Japan Media Art Festival 2013

The Japan Media Arts Festival is a comprehensive festival of Media Arts (=Media Geijutsu) that honors outstanding works from a diverse range of media- from animation and comics to media art and games. The festival gives awards in each of its four divisions: Art, Entertainment, Animation, and Manga. It also provides a platform for appreciation of the award-winning and other notable works. Since its inception in 1997, the festival has recognized significant works of high artistry and creativity, and in addition to a yearly Exhibition of Award-winning Works has held other events, such as symposiums, screenings, and showcases.
Award-winning works are exhibited both within Japan and abroad through various projects and events organized by The Agency of Cultural Affairs which aims to promote the creation and development of Media Arts.

The Japan Media Art Festival 2013 program:

“HAJIMEYOU” by Arai Fuyu
Made for NAGANO Ryo’s single HAJIMEYOU (Let’s Begin), the DIY spirit of this music video embodies the song’s message. A web-only version which takes us behind the scenes has come to seem inseparable from the finished work.

“Imitation of Life” by Takcom
A music video that imitates life, made for an album produced by Jim O’ROURKE. The tension-filled music and pointillist animated landscape unfold dynamically in complete harmony.

“Hanashitaianatato” by Tsujikawa Koichiro
This one is a music video for a song from the salyu × salyu project by salyu and Cornelius. The objective was to take a structure consisting of cuts of countless performance shots and music edited from multilayered vocals, and convert it directly into video imagery.

“Dynamics of the Subway” by Onishi Keita
Made for the song Dynamics of the Subway in Hasuinonasa’s first album, Body of the Animal (Zankyo Records), the animated geometrical forms correspond to the movement and texture of each musical sound.

“Kuratas” by Kurata Kogoro and Yoshizaki Wataru
The Kuratas project was born in June 2010 from a simple desire on the part of artist Kurata Kogoro: “I want to ride on a giant robot, but it seems no one has made one for that purpose. I may as well build it myself.”

“Bye Buy” by Neil Bryant
Bye Buy mixes archive footage from the post-war age of consumerism with present-day symbols. Familiar but anachronistic, this is a play on outmoded representations of the consumer ethos. We consume and are consumed.

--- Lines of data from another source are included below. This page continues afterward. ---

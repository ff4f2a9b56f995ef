//! YAML node with source location and type tag tracking.

use crate::SourceInfo;

/// Structural kind of a node.
#[derive(Debug, Clone, Copy, PartialEq, Eq)]
pub enum NodeKind {
    Scalar,
    Mapping,
    Sequence,
}

/// Resolved core-schema tag of a scalar.
///
/// Quoted and block scalars are always `Str`; plain scalars are resolved from
/// their text (`8080` is `Int`, `web` is `Str`, `~` is `Null`). Mappings and
/// sequences carry `Str` as a placeholder and should be distinguished through
/// [`YamlNode::kind`] instead.
#[derive(Debug, Clone, Copy, PartialEq, Eq)]
pub enum ScalarTag {
    Str,
    Int,
    Float,
    Bool,
    Null,
    Timestamp,
    /// Any explicit tag outside the core set, e.g. `!foo` or `!!binary`
    Other,
}

impl ScalarTag {
    /// Resolve an explicit core tag suffix (`str` in `!!str`).
    pub(crate) fn from_core_suffix(suffix: &str) -> Option<Self> {
        match suffix {
            "str" => Some(ScalarTag::Str),
            "int" => Some(ScalarTag::Int),
            "float" => Some(ScalarTag::Float),
            "bool" => Some(ScalarTag::Bool),
            "null" => Some(ScalarTag::Null),
            "timestamp" => Some(ScalarTag::Timestamp),
            _ => None,
        }
    }
}

/// A YAML node with source location information.
///
/// Scalars carry their raw `text` (after unquoting) and resolved `tag`.
/// Mappings and sequences carry ordered children and an empty `text`.
///
/// ## Example
///
/// ```rust
/// use pod_yaml::{parse, NodeKind};
///
/// let root = parse("containers:\n  - name: web\n").unwrap().unwrap();
/// let containers = root.get_hash_value("containers").unwrap();
/// assert_eq!(containers.kind(), NodeKind::Sequence);
/// assert_eq!(containers.len(), 1);
/// ```
#[derive(Debug, Clone, PartialEq)]
pub struct YamlNode {
    /// Scalar text exactly as loaded (quotes removed, escapes applied).
    pub text: String,

    /// Resolved type tag.
    pub tag: ScalarTag,

    /// Source location for this node.
    pub source_info: SourceInfo,

    /// Source-tracked children.
    children: Children,
}

#[derive(Debug, Clone, PartialEq)]
enum Children {
    /// No children (for scalars)
    None,

    /// Sequence elements
    Array(Vec<YamlNode>),

    /// Mapping entries in source order, duplicates included
    Hash(Vec<YamlHashEntry>),
}

/// A key-value pair in a YAML mapping.
#[derive(Debug, Clone, PartialEq)]
pub struct YamlHashEntry {
    pub key: YamlNode,
    pub value: YamlNode,
}

impl YamlNode {
    /// Create a scalar node.
    pub fn new_scalar(text: impl Into<String>, tag: ScalarTag, source_info: SourceInfo) -> Self {
        Self {
            text: text.into(),
            tag,
            source_info,
            children: Children::None,
        }
    }

    /// Create a sequence node.
    pub fn new_array(source_info: SourceInfo, items: Vec<YamlNode>) -> Self {
        Self {
            text: String::new(),
            tag: ScalarTag::Str,
            source_info,
            children: Children::Array(items),
        }
    }

    /// Create a mapping node.
    pub fn new_hash(source_info: SourceInfo, entries: Vec<YamlHashEntry>) -> Self {
        Self {
            text: String::new(),
            tag: ScalarTag::Str,
            source_info,
            children: Children::Hash(entries),
        }
    }

    pub fn kind(&self) -> NodeKind {
        match self.children {
            Children::None => NodeKind::Scalar,
            Children::Array(_) => NodeKind::Sequence,
            Children::Hash(_) => NodeKind::Mapping,
        }
    }

    pub fn is_scalar(&self) -> bool {
        matches!(self.children, Children::None)
    }

    pub fn is_array(&self) -> bool {
        matches!(self.children, Children::Array(_))
    }

    pub fn is_hash(&self) -> bool {
        matches!(self.children, Children::Hash(_))
    }

    /// 1-based source line.
    pub fn line(&self) -> usize {
        self.source_info.line
    }

    /// Scalar text with surrounding whitespace removed.
    pub fn trimmed_text(&self) -> &str {
        self.text.trim()
    }

    /// True for scalars carrying the `!!str` tag, quoted or not.
    pub fn is_string_tagged(&self) -> bool {
        self.is_scalar() && self.tag == ScalarTag::Str
    }

    /// Get sequence elements if this is a sequence.
    pub fn as_array(&self) -> Option<&[YamlNode]> {
        match &self.children {
            Children::Array(items) => Some(items),
            _ => None,
        }
    }

    /// Get mapping entries if this is a mapping.
    pub fn as_hash(&self) -> Option<&[YamlHashEntry]> {
        match &self.children {
            Children::Hash(entries) => Some(entries),
            _ => None,
        }
    }

    /// Get a value from a mapping by key.
    ///
    /// Every entry is scanned in order and a later entry with the same key
    /// replaces an earlier match, so duplicate keys resolve to their last
    /// occurrence. Returns `None` for non-mappings and for missing keys.
    pub fn get_hash_value(&self, key: &str) -> Option<&YamlNode> {
        let entries = self.as_hash()?;
        let mut found = None;
        for entry in entries {
            if entry.key.is_scalar() && entry.key.text == key {
                found = Some(&entry.value);
            }
        }
        found
    }

    /// Get a sequence element by index.
    pub fn get_array_item(&self, index: usize) -> Option<&YamlNode> {
        self.as_array()?.get(index)
    }

    /// Number of children (sequence length or mapping entry count).
    pub fn len(&self) -> usize {
        match &self.children {
            Children::None => 0,
            Children::Array(items) => items.len(),
            Children::Hash(entries) => entries.len(),
        }
    }

    pub fn is_empty(&self) -> bool {
        self.len() == 0
    }

    /// Copy of this node relocated to `source_info`, used when expanding aliases.
    pub(crate) fn relocated(&self, source_info: SourceInfo) -> Self {
        Self {
            source_info,
            ..self.clone()
        }
    }
}

impl YamlHashEntry {
    pub fn new(key: YamlNode, value: YamlNode) -> Self {
        Self { key, value }
    }
}

#[cfg(test)]
mod tests {
    use super::*;

    fn scalar(text: &str) -> YamlNode {
        YamlNode::new_scalar(text, ScalarTag::Str, SourceInfo::default())
    }

    fn scalar_at(text: &str, line: usize) -> YamlNode {
        YamlNode::new_scalar(
            text,
            ScalarTag::Str,
            SourceInfo::new(None, 0, line, 1, text.len()),
        )
    }

    #[test]
    fn test_scalar_creation() {
        let node = scalar("test");
        assert_eq!(node.kind(), NodeKind::Scalar);
        assert!(node.is_scalar());
        assert!(!node.is_array());
        assert!(!node.is_hash());
        assert_eq!(node.len(), 0);
        assert!(node.is_string_tagged());
    }

    #[test]
    fn test_array_creation() {
        let node = YamlNode::new_array(SourceInfo::default(), vec![scalar("a"), scalar("b")]);
        assert_eq!(node.kind(), NodeKind::Sequence);
        assert_eq!(node.len(), 2);
        assert_eq!(node.get_array_item(1).unwrap().text, "b");
        assert!(node.get_array_item(2).is_none());
        assert!(!node.is_string_tagged());
    }

    #[test]
    fn test_lookup_last_occurrence_wins() {
        let node = YamlNode::new_hash(
            SourceInfo::default(),
            vec![
                YamlHashEntry::new(scalar("name"), scalar_at("a", 1)),
                YamlHashEntry::new(scalar("image"), scalar_at("x", 2)),
                YamlHashEntry::new(scalar("name"), scalar_at("b", 3)),
            ],
        );
        let name = node.get_hash_value("name").unwrap();
        assert_eq!(name.text, "b");
        assert_eq!(name.line(), 3);
    }

    #[test]
    fn test_lookup_absent_and_non_mapping() {
        let node = YamlNode::new_hash(
            SourceInfo::default(),
            vec![YamlHashEntry::new(scalar("kind"), scalar("Pod"))],
        );
        assert!(node.get_hash_value("apiVersion").is_none());
        assert!(scalar("kind").get_hash_value("kind").is_none());

        let seq = YamlNode::new_array(SourceInfo::default(), vec![scalar("kind")]);
        assert!(seq.get_hash_value("kind").is_none());
    }

    #[test]
    fn test_non_scalar_keys_never_match() {
        let complex_key = YamlNode::new_array(SourceInfo::default(), vec![]);
        let node = YamlNode::new_hash(
            SourceInfo::default(),
            vec![YamlHashEntry::new(complex_key, scalar("v"))],
        );
        assert!(node.get_hash_value("").is_none());
    }

    #[test]
    fn test_relocated_keeps_children() {
        let original = YamlNode::new_array(SourceInfo::default(), vec![scalar("a")]);
        let copy = original.relocated(SourceInfo::new(None, 40, 7, 3, 0));
        assert_eq!(copy.line(), 7);
        assert_eq!(copy.len(), 1);
    }
}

“On Pause” by Mikhail Zheleznikov
The artist was going home unwillingly when he met a man who’d been at Moscow Airport for a week. The man kept on buying plane tickets but couldn’t bring himself to fly. There was something poetic and irrational about him.

“Open play, Forgetting eye” by Alimo
Employing the “exquisite corpse”of surrealism, this work is a playful linking of forgotten images. Drawing day after day, it’s natural sometimes to forget what we drew just a few days before.

“Strata #4” by Quayola
Strata #4 is a multi-channel immersive video-installation commissioned by Palais des
Beaux Arts in Lille, the second largest painting collection in France. The subject of this work is a series of iconic pieces from the Flemish collection.

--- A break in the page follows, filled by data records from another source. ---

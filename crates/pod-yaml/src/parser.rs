//! YAML parser that builds YamlNode trees.

use crate::{Error, Result, ScalarTag, SourceInfo, YamlHashEntry, YamlNode};
use once_cell::sync::Lazy;
use regex::Regex;
use std::collections::HashMap;
use yaml_rust2::parser::{Event, MarkedEventReceiver, Parser};
use yaml_rust2::scanner::{Marker, TScalarStyle};

/// Handle that `!!` expands to.
const CORE_TAG_HANDLE: &str = "tag:yaml.org,2002:";

/// Plain scalars loaded as `!!timestamp`: a date, optionally followed by a time.
static TIMESTAMP: Lazy<Regex> = Lazy::new(|| {
    Regex::new(
        r"^[0-9]{4}-[0-9]{1,2}-[0-9]{1,2}(?:[Tt][0-9]{1,2}:[0-9]{1,2}:[0-9]{1,2}(?:\.[0-9]+)?(?:Z|[-+][0-9]{2}:[0-9]{2})| [0-9]{1,2}:[0-9]{1,2}:[0-9]{1,2}(?:\.[0-9]+)?)?$",
    )
    .unwrap()
});

/// Parse YAML from a string, producing a YamlNode tree.
///
/// Only the first document of the stream is read. `Ok(None)` means the stream
/// held no document at all, e.g. an empty file or a file with only comments.
///
/// # Example
///
/// ```rust
/// use pod_yaml::parse;
///
/// let root = parse("kind: Pod").unwrap().unwrap();
/// assert!(root.is_hash());
/// assert!(parse("# nothing here\n").unwrap().is_none());
/// ```
///
/// # Errors
///
/// Returns an error if the YAML is not well formed.
pub fn parse(content: &str) -> Result<Option<YamlNode>> {
    parse_impl(content, None)
}

/// Parse YAML from a string with an associated filename.
///
/// The filename is recorded in the source information of every node.
///
/// ```rust
/// use pod_yaml::parse_file;
///
/// let root = parse_file("kind: Pod", "pod.yaml").unwrap().unwrap();
/// assert_eq!(root.source_info.file, Some("pod.yaml".into()));
/// ```
///
/// # Errors
///
/// Returns an error if the YAML is not well formed.
pub fn parse_file(content: &str, filename: &str) -> Result<Option<YamlNode>> {
    parse_impl(content, Some(filename))
}

fn parse_impl(content: &str, filename: Option<&str>) -> Result<Option<YamlNode>> {
    let content = content.strip_prefix('\u{feff}').unwrap_or(content);
    let mut parser = Parser::new_from_str(content);
    let mut builder = YamlBuilder::new(content, filename);

    parser.load(&mut builder, false)?; // single document only

    let root = builder.result()?;
    tracing::trace!(
        file = filename.unwrap_or("<input>"),
        empty = root.is_none(),
        "parsed yaml document"
    );
    Ok(root)
}

/// Builder that implements MarkedEventReceiver to construct YamlNode trees.
struct YamlBuilder {
    /// Source characters; yaml-rust2 markers index characters, not bytes
    source: Vec<char>,

    filename: Option<String>,

    /// Stack of collections being constructed
    stack: Vec<BuildNode>,

    /// Completed anchored nodes by anchor id
    anchors: HashMap<usize, YamlNode>,

    /// The completed root node
    root: Option<YamlNode>,

    /// First structural error; events cannot fail, so it is reported at the end
    error: Option<Error>,
}

/// A collection being constructed during parsing.
enum BuildNode {
    Sequence {
        start_marker: Marker,
        anchor_id: usize,
        items: Vec<YamlNode>,
    },

    Mapping {
        start_marker: Marker,
        anchor_id: usize,
        entries: Vec<(YamlNode, Option<YamlNode>)>,
    },
}

impl YamlBuilder {
    fn new(source: &str, filename: Option<&str>) -> Self {
        Self {
            source: source.chars().collect(),
            filename: filename.map(|s| s.to_string()),
            stack: Vec::new(),
            anchors: HashMap::new(),
            root: None,
            error: None,
        }
    }

    fn result(self) -> Result<Option<YamlNode>> {
        match self.error {
            Some(err) => Err(err),
            None => Ok(self.root),
        }
    }

    fn push_complete(&mut self, node: YamlNode) {
        let Some(parent) = self.stack.last_mut() else {
            self.root = Some(node);
            return;
        };

        match parent {
            BuildNode::Sequence { items, .. } => items.push(node),
            BuildNode::Mapping { entries, .. } => match entries.last_mut() {
                Some((_, value @ None)) => *value = Some(node),
                _ => entries.push((node, None)),
            },
        }
    }

    fn register_anchor(&mut self, anchor_id: usize, node: &YamlNode) {
        if anchor_id > 0 {
            self.anchors.insert(anchor_id, node.clone());
        }
    }

    fn make_source_info(&self, marker: &Marker, len: usize) -> SourceInfo {
        let info = SourceInfo::from_marker(marker, len);
        match &self.filename {
            Some(filename) => info.with_file(filename.clone()),
            None => info,
        }
    }

    /// yaml-rust2 reports a missing value (`key:` followed by nothing) as a
    /// plain `~` positioned at the next token; a real `~` sits under its marker.
    fn is_implicit_null(&self, value: &str, style: TScalarStyle, marker: &Marker) -> bool {
        value == "~"
            && matches!(style, TScalarStyle::Plain)
            && self.source.get(marker.index()) != Some(&'~')
    }

    fn on_scalar(
        &mut self,
        value: String,
        style: TScalarStyle,
        anchor_id: usize,
        explicit_tag: Option<ScalarTag>,
        marker: Marker,
    ) {
        let (text, tag) = if self.is_implicit_null(&value, style, &marker) {
            (String::new(), ScalarTag::Null)
        } else {
            let tag = explicit_tag.unwrap_or_else(|| match style {
                TScalarStyle::Plain => resolve_plain(&value),
                _ => ScalarTag::Str,
            });
            (value, tag)
        };

        let source_info = self.make_source_info(&marker, text.chars().count());
        let node = YamlNode::new_scalar(text, tag, source_info);
        self.register_anchor(anchor_id, &node);
        self.push_complete(node);
    }

    fn on_alias(&mut self, anchor_id: usize, marker: Marker) {
        let source_info = self.make_source_info(&marker, 0);
        match self.anchors.get(&anchor_id) {
            Some(target) => {
                let node = target.relocated(source_info);
                self.push_complete(node);
            }
            None => {
                if self.error.is_none() {
                    self.error = Some(Error::RecursiveAlias {
                        line: source_info.line,
                    });
                }
                // keep mapping key/value pairing intact
                self.push_complete(YamlNode::new_scalar("", ScalarTag::Null, source_info));
            }
        }
    }

    fn on_sequence_end(&mut self, marker: Marker) {
        let Some(BuildNode::Sequence {
            start_marker,
            anchor_id,
            items,
        }) = self.stack.pop()
        else {
            return;
        };

        let len = marker.index().saturating_sub(start_marker.index());
        let source_info = self.make_source_info(&start_marker, len);
        let node = YamlNode::new_array(source_info, items);
        self.register_anchor(anchor_id, &node);
        self.push_complete(node);
    }

    fn on_mapping_end(&mut self, marker: Marker) {
        let Some(BuildNode::Mapping {
            start_marker,
            anchor_id,
            entries,
        }) = self.stack.pop()
        else {
            return;
        };

        let len = marker.index().saturating_sub(start_marker.index());
        let source_info = self.make_source_info(&start_marker, len);
        let entries = entries
            .into_iter()
            .filter_map(|(key, value)| value.map(|value| YamlHashEntry::new(key, value)))
            .collect();
        let node = YamlNode::new_hash(source_info, entries);
        self.register_anchor(anchor_id, &node);
        self.push_complete(node);
    }
}

impl MarkedEventReceiver for YamlBuilder {
    fn on_event(&mut self, ev: Event, marker: Marker) {
        match ev {
            Event::Scalar(value, style, anchor_id, tag) => {
                let explicit_tag = tag.as_ref().map(|t| {
                    if t.handle == CORE_TAG_HANDLE || t.handle == "!!" {
                        ScalarTag::from_core_suffix(&t.suffix).unwrap_or(ScalarTag::Other)
                    } else if t.suffix.is_empty() || t.suffix == "!" {
                        // non-specific `!`
                        ScalarTag::Str
                    } else {
                        ScalarTag::Other
                    }
                });
                self.on_scalar(value, style, anchor_id, explicit_tag, marker);
            }

            Event::SequenceStart(anchor_id, _tag) => {
                self.stack.push(BuildNode::Sequence {
                    start_marker: marker,
                    anchor_id,
                    items: Vec::new(),
                });
            }

            Event::SequenceEnd => self.on_sequence_end(marker),

            Event::MappingStart(anchor_id, _tag) => {
                self.stack.push(BuildNode::Mapping {
                    start_marker: marker,
                    anchor_id,
                    entries: Vec::new(),
                });
            }

            Event::MappingEnd => self.on_mapping_end(marker),

            Event::Alias(anchor_id) => self.on_alias(anchor_id, marker),

            // stream and document boundaries carry no nodes
            _ => {}
        }
    }
}

/// Resolve the tag of a plain scalar using the YAML 1.2 core schema.
///
/// Numbers may carry `_` separators (`8_080` is an int) and dates resolve to
/// `Timestamp`, as common loaders do. Only scalars starting with a digit, a
/// sign or `.` are candidates for anything but null, bool and str.
fn resolve_plain(value: &str) -> ScalarTag {
    match value {
        "" | "~" | "null" | "Null" | "NULL" => ScalarTag::Null,
        "true" | "True" | "TRUE" | "false" | "False" | "FALSE" => ScalarTag::Bool,
        _ if !value.starts_with(|c: char| c.is_ascii_digit() || matches!(c, '-' | '+' | '.')) => {
            ScalarTag::Str
        }
        _ if TIMESTAMP.is_match(value) => ScalarTag::Timestamp,
        _ => {
            let plain = value.replace('_', "");
            if is_core_int(&plain) {
                ScalarTag::Int
            } else if is_core_float(&plain) {
                ScalarTag::Float
            } else {
                ScalarTag::Str
            }
        }
    }
}

fn all_digits(s: &str, radix: u32) -> bool {
    !s.is_empty() && s.chars().all(|c| c.is_digit(radix))
}

fn is_core_int(value: &str) -> bool {
    let unsigned = value.strip_prefix(['-', '+']).unwrap_or(value);
    if let Some(hex) = unsigned.strip_prefix("0x") {
        all_digits(hex, 16)
    } else if let Some(octal) = unsigned.strip_prefix("0o") {
        all_digits(octal, 8)
    } else if let Some(binary) = unsigned.strip_prefix("0b") {
        all_digits(binary, 2)
    } else {
        all_digits(unsigned, 10)
    }
}

fn is_core_float(value: &str) -> bool {
    if matches!(value, ".nan" | ".NaN" | ".NAN") {
        return true;
    }
    let unsigned = value.strip_prefix(['-', '+']).unwrap_or(value);
    if matches!(unsigned, ".inf" | ".Inf" | ".INF") {
        return true;
    }

    let (mantissa, exponent) = match unsigned.split_once(['e', 'E']) {
        Some((mantissa, exponent)) => (mantissa, Some(exponent)),
        None => (unsigned, None),
    };

    let mantissa_ok = match mantissa.split_once('.') {
        Some(("", fraction)) => all_digits(fraction, 10),
        Some((whole, fraction)) => {
            all_digits(whole, 10) && fraction.chars().all(|c| c.is_ascii_digit())
        }
        None => all_digits(mantissa, 10),
    };

    let exponent_ok = match exponent {
        Some(exp) => all_digits(exp.strip_prefix(['-', '+']).unwrap_or(exp), 10),
        None => true,
    };

    mantissa_ok && exponent_ok
}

“Between Yesterday and Tomorrow” by Sol Chord
This web-based movie project was launched two weeks after the Great East Japan Ear thquake, which occurred on March 11, 2011. In the first year (until March 2012), 32 artists participated in the project, producing a total of 60 works.

“I’m also a bear” by Goda Tsuneo
There is a different animal on each page, and then he comes to the bears. “Hey, I’m a bear, too,” he thinks, and is sad. This coming-of-age story features a character who first appeared in UTADA Hikaru’s song, “I’ m a Bear.”

“Futon” by Mizushiri Yoriko
In bed at night, our thoughts turn the past and future and sexual desire, and all merges together as a warm feeling. The body seeks sensation. Futon (Quilt) examines how movement and the senses are linked.

“Recruit Rhapsody” by Yoshida Maho
A short animation about job hunting. A very ordinary college student finds that her friends have recently begun to behave strangely. It turns out they are in the throes of job-hunting fever.

“The Great Rabbit” by Wada Atsushi
This animation features a gang of children, humanoid rabbit, bespectacled child, marten, bird and hungry rabbit god – and a ball. Using thin lines and subdued colors, it’s all about disobedience really.

“Oh Willy…” by Emma de Swaef andMarc James Roels
This work is a stop-motion film where, forced to return to his naturist roots, Willy bungles his way into noble savagery. The filmmakers were inspired by Diane ARBUS’s photos of people living in nudist colonies.

“Sunset Flower Blooming” by Hu Yuanyuan
An old woman rests in her garden in sixties China. It’s sunset and the evening primroses have started to come out. The flowers remind her of her own youthful dreams and beauty.

“Combustible” by Otomo Katsuhiro
Owaka loves Matsukichi. The boy is disowned, though, by his family because he wants be a fireman, and Owaka’s family is looking for a suitable boy. Distraught, Owaka reacts by burning down the town. The two lovers meet in the middle of the blaze.